Public Release: 

UCSF Study Finds Latina Women Have Greater Risk Of Premature Birth With Short Interpregnancy Interval

University of California - San Francisco

The chance of having a premature baby is linked to the length of time between pregnancies in Latina women, according to a new study.

Research findings by a University of California San Francisco team show that Latina women with short interpregnancy intervals--18 months or less between the delivery of one infant and the following conception-- are at greater risk of premature birth than white women.

Elena Fuentes-Afflick, MD, UCSF assistant professor of pediatrics who treats patients at San Francisco General Hospital Medical Center, presented the study results today (Monday, May 3) in San Francisco at the annual meeting of the Pediatric Academic Societies.

The study is among the first to look specifically at the relationship between interpregnancy interval and prematurity in Latina women, according to Fuentes-Afflick.

"The strong association between these two factors in this ethnic group was a surprise, but it does present a clear recommendation. To insure the optimum health of the baby, Latina women should wait 18 months or longer between the birth of one child and conception of another baby," she said.

The study was based on 1991 birth information from the database of the U.S. National Center for Health Statistics. Data for a group of 150,000 Latina women of Mexican-origin was compared to a corresponding group of white women.
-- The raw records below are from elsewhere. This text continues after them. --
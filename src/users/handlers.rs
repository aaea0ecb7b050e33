use axum::{
    extract::State,
    routing::{get, post},
    Json, Router,
};
use tracing::{error, info, instrument, warn};

use crate::{
    error::{ApiError, ApiResult},
    extract::{IdPath, JsonBody},
    fields,
    state::AppState,
    users::{
        dto::{AuthenticateRequest, AuthenticateResponse, CreateUserRequest, CreatedResponse},
        repo_types::User,
        services::{credentials_match, new_user_from_request},
    },
};

pub fn user_routes() -> Router<AppState> {
    Router::new()
        .route("/users", post(create_user))
        .route("/users/authenticate", post(authenticate))
        .route("/users/:id", get(get_user))
}

#[instrument(skip(state, payload))]
pub async fn create_user(
    State(state): State<AppState>,
    JsonBody(payload): JsonBody<CreateUserRequest>,
) -> ApiResult<Json<CreatedResponse>> {
    let new_user = new_user_from_request(payload).map_err(|e| {
        warn!(error = %e, "create user rejected");
        ApiError::bad_request(e.to_string())
    })?;

    let id = match User::create(&state.db, &new_user).await {
        Ok(id) => id,
        Err(e) => {
            error!(error = %e, "create user failed");
            return Err(ApiError::internal("User creation error"));
        }
    };

    info!(user_id = id, is_employer = new_user.is_employer, is_employee = new_user.is_employee, "user created");
    Ok(Json(CreatedResponse { id }))
}

#[instrument(skip(state, payload))]
pub async fn authenticate(
    State(state): State<AppState>,
    JsonBody(payload): JsonBody<AuthenticateRequest>,
) -> ApiResult<Json<AuthenticateResponse>> {
    let email = fields::required_text("email", payload.email);
    let password = fields::required_text("password", payload.password);
    let (email, password) = match (email, password) {
        (Ok(email), Ok(password)) => (email, password),
        (Err(e), _) | (_, Err(e)) => {
            warn!(error = %e, "authenticate rejected");
            return Err(ApiError::bad_request(e.to_string()));
        }
    };

    let stored = match User::find_credential(&state.db, &email).await {
        Ok(row) => row,
        Err(e) => {
            error!(error = %e, "find_credential failed");
            return Err(ApiError::internal("Authentication error"));
        }
    };

    match stored {
        Some(cred) if credentials_match(&password, &cred.hashed_password) => {
            info!(user_id = cred.id, "user authenticated");
            Ok(Json(AuthenticateResponse::accepted(cred.id)))
        }
        Some(cred) => {
            warn!(user_id = cred.id, "authenticate invalid password");
            Ok(Json(AuthenticateResponse::rejected()))
        }
        None => {
            warn!("authenticate unknown email");
            Ok(Json(AuthenticateResponse::rejected()))
        }
    }
}

#[instrument(skip(state))]
pub async fn get_user(
    State(state): State<AppState>,
    IdPath(id): IdPath,
) -> ApiResult<Json<User>> {
    match User::find_by_id(&state.db, id).await {
        Ok(Some(user)) => Ok(Json(user)),
        Ok(None) => Err(ApiError::not_found("User not found")),
        Err(e) => {
            error!(error = %e, user_id = id, "get user failed");
            Err(ApiError::internal("User retrieval error"))
        }
    }
}
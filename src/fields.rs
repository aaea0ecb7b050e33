//! Coercion of loosely typed JSON scalars into column values.
//!
//! Clients send `"phone_number": 600111222` or `"price": "1500"` as often as
//! the canonical types, so text columns take any string or number and numeric
//! columns take numbers or numeric strings.

use serde_json::Value;
use thiserror::Error;

#[derive(Debug, Error, PartialEq, Eq)]
pub enum FieldError {
    #[error("Missing required fields")]
    Missing,
    #[error("Invalid value for field: {0}")]
    Invalid(&'static str),
}

/// Text column value. Absent and `null` are `None`; arrays, objects and booleans are invalid.
pub fn text(key: &'static str, value: Option<Value>) -> Result<Option<String>, FieldError> {
    match value {
        None | Some(Value::Null) => Ok(None),
        Some(Value::String(s)) => Ok(Some(s)),
        Some(Value::Number(n)) => Ok(Some(n.to_string())),
        Some(_) => Err(FieldError::Invalid(key)),
    }
}

/// Text column that must be present and not blank.
pub fn required_text(key: &'static str, value: Option<Value>) -> Result<String, FieldError> {
    text(key, value)?
        .filter(|s| !s.trim().is_empty())
        .ok_or(FieldError::Missing)
}

/// Numeric column value. A blank string counts as absent.
pub fn number(key: &'static str, value: Option<Value>) -> Result<Option<f64>, FieldError> {
    match value {
        None | Some(Value::Null) => Ok(None),
        Some(Value::Number(n)) => n.as_f64().map(Some).ok_or(FieldError::Invalid(key)),
        Some(Value::String(s)) if s.trim().is_empty() => Ok(None),
        Some(Value::String(s)) => parse_number(&s).map(Some).ok_or(FieldError::Invalid(key)),
        Some(_) => Err(FieldError::Invalid(key)),
    }
}

/// Finite decimal number; `NaN` and infinities are rejected.
pub fn parse_number(raw: &str) -> Option<f64> {
    raw.trim().parse::<f64>().ok().filter(|f| f.is_finite())
}

#[cfg(test)]
mod tests {
    use super::*;
    use serde_json::json;

    #[test]
    fn text_accepts_strings_and_numbers() {
        assert_eq!(text("cv", None), Ok(None));
        assert_eq!(text("cv", Some(Value::Null)), Ok(None));
        assert_eq!(text("cv", Some(json!("x"))), Ok(Some("x".into())));
        assert_eq!(text("phone_number", Some(json!(600111222))), Ok(Some("600111222".into())));
        assert_eq!(text("cv", Some(json!(true))), Err(FieldError::Invalid("cv")));
        assert_eq!(text("cv", Some(json!(["a"]))), Err(FieldError::Invalid("cv")));
    }

    #[test]
    fn required_text_reports_missing_before_blank() {
        assert_eq!(required_text("name", None), Err(FieldError::Missing));
        assert_eq!(required_text("name", Some(json!("  "))), Err(FieldError::Missing));
        assert_eq!(required_text("name", Some(json!({}))), Err(FieldError::Invalid("name")));
        assert_eq!(required_text("employer", Some(json!(12))), Ok("12".into()));
    }

    #[test]
    fn number_coerces_numeric_strings() {
        assert_eq!(number("price", Some(json!(1500))), Ok(Some(1500.0)));
        assert_eq!(number("price", Some(json!(" 1500.5 "))), Ok(Some(1500.5)));
        assert_eq!(number("price", Some(json!(""))), Ok(None));
        assert_eq!(number("price", Some(json!("cheap"))), Err(FieldError::Invalid("price")));
        assert_eq!(number("price", Some(json!("NaN"))), Err(FieldError::Invalid("price")));
        assert_eq!(number("price", Some(json!(false))), Err(FieldError::Invalid("price")));
    }

    #[test]
    fn parse_number_rejects_non_finite() {
        assert_eq!(parse_number("2000"), Some(2000.0));
        assert_eq!(parse_number("NaN"), None);
        assert_eq!(parse_number("inf"), None);
        assert_eq!(parse_number("-inf"), None);
    }
}
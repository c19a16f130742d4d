//! Walking a channel's history from newest to oldest.

use std::path::PathBuf;

use tracing::{debug, info};

use crate::archive::{create_archive, persist};
use crate::capture::Archiver;
use crate::constants::PAGE_SIZE;
use crate::error::ArchiveError;
use crate::model::ArchiveFile;
use crate::platform::{ChannelMessage, HistorySource};
use crate::progress::{ProgressEvent, ProgressSink};

/// Cursor state for paging backwards through history.
#[derive(Debug, Clone, PartialEq, Eq)]
pub struct Paginator {
    /// Id of the oldest message seen so far; `None` before the first page.
    cursor: Option<String>,
    page_size: usize,
    processed: usize,
    exhausted: bool,
}

impl Paginator {
    #[must_use]
    pub fn new(page_size: usize) -> Self {
        Self {
            cursor: None,
            page_size,
            processed: 0,
            exhausted: false,
        }
    }

    #[must_use]
    pub fn cursor(&self) -> Option<&str> {
        self.cursor.as_deref()
    }

    #[must_use]
    pub fn page_size(&self) -> usize {
        self.page_size
    }

    #[must_use]
    pub fn processed(&self) -> usize {
        self.processed
    }

    /// True once a short page has been seen.
    #[must_use]
    pub fn is_exhausted(&self) -> bool {
        self.exhausted
    }

    /// Record a fully processed page.
    ///
    /// The cursor moves to the last (oldest) message of the page. A page
    /// shorter than the page size, including an empty one, ends the walk.
    pub fn advance(&mut self, page: &[ChannelMessage]) {
        if let Some(oldest) = page.last() {
            self.cursor = Some(oldest.id.clone());
        }
        self.processed += page.len();
        if page.len() < self.page_size {
            self.exhausted = true;
        }
    }
}

impl Default for Paginator {
    fn default() -> Self {
        Self::new(PAGE_SIZE)
    }
}

/// Transcribe every message `source` yields into `archive`.
///
/// Returns the number of messages processed. A history failure aborts
/// immediately; messages from earlier pages stay in `archive`.
///
/// # Errors
///
/// Propagates history, avatar, attachment and storage failures.
pub async fn transcribe_history(
    source: &dyn HistorySource,
    archiver: &Archiver<'_>,
    archive: &mut ArchiveFile,
    progress: Option<&dyn ProgressSink>,
) -> Result<usize, ArchiveError> {
    let mut paginator = Paginator::default();

    while !paginator.is_exhausted() {
        let page = source
            .fetch_page(paginator.cursor(), paginator.page_size())
            .await?;
        debug!(
            cursor = paginator.cursor().unwrap_or("<head>"),
            size = page.len(),
            "Fetched history page"
        );

        for message in &page {
            archiver.transcribe(message, archive).await?;
        }
        paginator.advance(&page);

        let event = ProgressEvent::Page {
            processed: paginator.processed(),
        };
        debug!(processed = paginator.processed(), "{event}");
        if let Some(sink) = progress {
            sink.report(event).await;
        }
    }

    Ok(paginator.processed())
}

/// Archive a whole channel into a fresh directory at `root`.
///
/// Creates the directory layout, walks the history, writes `info.json` and
/// returns the populated archive.
///
/// # Errors
///
/// Any fatal failure aborts the run; nothing is persisted in that case.
pub async fn archive_channel(
    source: &dyn HistorySource,
    archiver: &Archiver<'_>,
    root: PathBuf,
    progress: Option<&dyn ProgressSink>,
) -> Result<ArchiveFile, ArchiveError> {
    info!(path = %root.display(), "Starting archive run");

    let mut archive = create_archive(archiver.fs, root).await?;
    let processed = transcribe_history(source, archiver, &mut archive, progress).await?;

    let event = ProgressEvent::Done { processed };
    debug!(processed, "{event}");
    if let Some(sink) = progress {
        sink.report(event).await;
    }

    persist(archiver.fs, &archive).await?;
    Ok(archive)
}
Women ranged in age from 11 to 49 years.

The researchers looked at three classifications of a short interpregnancy interval: extremely short (under six months); very short, (6-11 months); and moderately short (12-17 months). An intermediate interpregnancy interval was defined as 24-29 months.

Study findings showed:

  • Among Latinas, women with a short interval--of any length--were much more likely to give birth to a very premature (23-33 weeks) or moderately premature (33-37 weeks) baby than women with an intermediate interval. (A full-term baby is born at 38-42 weeks.)
  • Latina women were twice as likely as white women to have an extremely short interval.
  • Both Latina and white women in the short interval classifications were younger, less educated, and had less prenatal care than their counterparts who had intermediate interpregnancy intervals.
  • There was no association between short intervals and premature birth among white women.

"As medical researchers looking at this subject, we need to conduct additional studies to determine the effects of behavior and/or biology on the outcomes and how we can turn them around," said Fuentes-Afflick. "We think it may be more behavioral and if so, the good news is that behavior can be changed." Study co-investigator was Nancy Hessol, MSPH, an epidemiologist in the UCSF Department of Medicine.

The research was supported by a grant from UC Mexus, a University of California research unit that focuses on U.S.-Mexico issues and people of Mexican descent.